DATA PROVIDED Block Start
//! Pool configuration.
//!
//! # Environment Variables
//!
//! - `SPAWNPOOL_PROGRAM` - Executable to launch as worker (default: current executable)

use std::ffi::OsString;
use std::path::PathBuf;

/// Environment variable marking a process as a worker. Its value is the
/// JSON channel manifest.
pub const DEFAULT_WORKER_ENV: &str = "SPAWNPOOL_WORKER";

/// Configuration shared by the dispatcher and its workers.
///
/// Immutable once handed to [`crate::Pool`].
#[derive(Debug, Clone)]
pub struct PoolConfig {
    /// Executable re-launched for every worker (None = current executable).
    pub program: Option<PathBuf>,
    /// Arguments for workers (None = the dispatcher's own arguments).
    pub args: Option<Vec<OsString>>,
    /// Name of the role-marker environment variable.
    pub worker_env: String,
}

impl Default for PoolConfig {
    fn default() -> Self {
        Self {
            program: None,
            args: None,
            worker_env: DEFAULT_WORKER_ENV.to_string(),
        }
    }
}

impl PoolConfig {
    pub fn new() -> Self {
        Self::default()
    }

    /// Launch workers from a specific executable.
    pub fn with_program(mut self, program: impl Into<PathBuf>) -> Self {
        self.program = Some(program.into());
        self
    }

    /// Launch workers with explicit arguments instead of the dispatcher's own.
    pub fn with_args<I, S>(mut self, args: I) -> Self
    where
        I: IntoIterator<Item = S>,
        S: Into<OsString>,
    {
        self.args = Some(args.into_iter().map(Into::into).collect());
        self
    }

    /// Use a different role-marker variable (lets nested pools coexist).
    pub fn with_worker_env(mut self, name: impl Into<String>) -> Self {
        self.worker_env = name.into();
        self
    }

    /// Apply environment variable overrides.
    ///
    /// `SPAWNPOOL_PROGRAM` sets the program only if none was configured.
    pub fn with_env_overrides(mut self) -> Self {
        if self.program.is_none()
            && let Some(program) = std::env::var_os("SPAWNPOOL_PROGRAM")
        {
            self.program = Some(PathBuf::from(program));
        }
        self
    }

    /// Executable to launch for workers.
    pub(crate) fn worker_program(&self) -> std::io::Result<PathBuf> {
        match &self.program {
            Some(program) => Ok(program.clone()),
            None => std::env::current_exe(),
        }
    }

    /// Arguments to launch workers with, excluding the program name.
    pub(crate) fn worker_args(&self) -> Vec<OsString> {
        match &self.args {
            Some(args) => args.clone(),
            None => std::env::args_os().skip(1).collect(),
        }
    }
}
//! Dispatcher-side handle for one worker process.

use super::codec::{FrameReader, FrameWriter};
use super::signals::{TerminationReason, analyze_wait_status};
use crate::error::{Result, SpawnError};
use nix::sys::signal::{self, Signal};
use nix::sys::wait::waitpid;
use nix::unistd::Pid;
use serde::Serialize;
use serde::de::DeserializeOwned;
use std::sync::Mutex;

/// OS process behind a worker handle.
#[derive(Debug)]
struct Proc {
    pid: Pid,
    reaped: bool,
}

impl Proc {
    fn kill(&mut self) -> Result<TerminationReason> {
        if self.reaped {
            return Ok(TerminationReason::Unknown);
        }
        // ESRCH means it already died; waitpid below still reaps it.
        if let Err(e) = signal::kill(self.pid, Signal::SIGKILL)
            && e != nix::errno::Errno::ESRCH
        {
            return Err(SpawnError::Bootstrap(format!(
                "Failed to send SIGKILL to {}: {}",
                self.pid, e
            )));
        }
        let status = loop {
            match waitpid(self.pid, None) {
                Err(nix::errno::Errno::EINTR) => continue,
                other => break other,
            }
        };
        self.reaped = true;
        status
            .map(analyze_wait_status)
            .map_err(|e| SpawnError::Bootstrap(format!("waitpid({}) failed: {}", self.pid, e)))
    }

    #[cfg(test)]
    fn is_running(&mut self) -> bool {
        if self.reaped {
            return false;
        }
        use nix::sys::wait::{WaitPidFlag, WaitStatus};
        match waitpid(self.pid, Some(WaitPidFlag::WNOHANG)) {
            Ok(WaitStatus::StillAlive) => true,
            _ => {
                self.reaped = true;
                false
            }
        }
    }
}

/// Handle to a worker: its identity, process, and the dispatcher's ends of
/// its dedicated channel.
///
/// The task writer is only used by the task assigner and the result reader
/// only by the completion reader, so both locks are uncontended in steady
/// state.
pub struct WorkerHandle {
    pid: u32,
    process: Mutex<Option<Proc>>,
    tasks: Mutex<Option<FrameWriter>>,
    results: Mutex<Option<FrameReader>>,
}

impl WorkerHandle {
    /// Wrap a spawned process and the dispatcher's ends of its dedicated channel.
    pub fn new(pid: u32, tasks: FrameWriter, results: FrameReader) -> Self {
        Self {
            pid,
            process: Mutex::new(Some(Proc {
                pid: Pid::from_raw(pid as i32),
                reaped: false,
            })),
            tasks: Mutex::new(Some(tasks)),
            results: Mutex::new(Some(results)),
        }
    }

    /// A handle with no OS process behind it, for workers served by threads
    /// in tests.
    #[cfg(test)]
    pub fn detached(pid: u32, tasks: FrameWriter, results: FrameReader) -> Self {
        Self {
            pid,
            process: Mutex::new(None),
            tasks: Mutex::new(Some(tasks)),
            results: Mutex::new(Some(results)),
        }
    }

    pub fn pid(&self) -> u32 {
        self.pid
    }

    /// Send one task down the dedicated input pipe.
    pub fn send_task<T: Serialize>(&self, task: &T) -> Result<()> {
        let mut tasks = self.tasks.lock().unwrap_or_else(|e| e.into_inner());
        match tasks.as_mut() {
            Some(writer) => writer.write(task),
            None => Err(SpawnError::ChannelClosed),
        }
    }

    /// Read one result from the dedicated output pipe.
    pub fn recv_result<T: DeserializeOwned>(&self) -> Result<T> {
        let mut results = self.results.lock().unwrap_or_else(|e| e.into_inner());
        match results.as_mut() {
            Some(reader) => reader.read(),
            None => Err(SpawnError::ChannelClosed),
        }
    }

    /// Whether the worker process is still alive.
    #[cfg(test)]
    pub fn is_running(&self) -> bool {
        let mut process = self.process.lock().unwrap_or_else(|e| e.into_inner());
        process.as_mut().is_some_and(Proc::is_running)
    }

    /// Kill and reap the process, then close the dedicated channel.
    ///
    /// Workers never exit on their own, so this is the only way they end.
    /// Calling it again is a no-op.
    pub fn terminate(&self) -> Result<()> {
        // Kill first: a dead worker unblocks anyone still reading its pipe,
        // so taking the endpoint locks below cannot wait forever.
        let killed = self.kill_process();
        self.tasks.lock().unwrap_or_else(|e| e.into_inner()).take();
        self.results.lock().unwrap_or_else(|e| e.into_inner()).take();
        killed
    }

    fn kill_process(&self) -> Result<()> {
        let mut process = self.process.lock().unwrap_or_else(|e| e.into_inner());
        let Some(proc) = process.as_mut() else {
            return Ok(());
        };
        if proc.reaped {
            return Ok(());
        }
        let reason = proc.kill()?;
        if reason.is_teardown() {
            tracing::debug!(pid = self.pid, reason = %reason, "Worker terminated");
        } else {
            tracing::warn!(pid = self.pid, reason = %reason, "Worker ended abnormally");
        }
        Ok(())
    }
}

impl Drop for WorkerHandle {
    fn drop(&mut self) {
        let _ = self.terminate();
    }
}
DATA PROVIDED Block End
#### [HOW TO COMPLETE THIS TASK]
Look through the entries above and find each line where the word "serde" occurs; copy those lines.

#### [EXERCISE ANSWER]
use serde::Serialize;
use serde::de::DeserializeOwned;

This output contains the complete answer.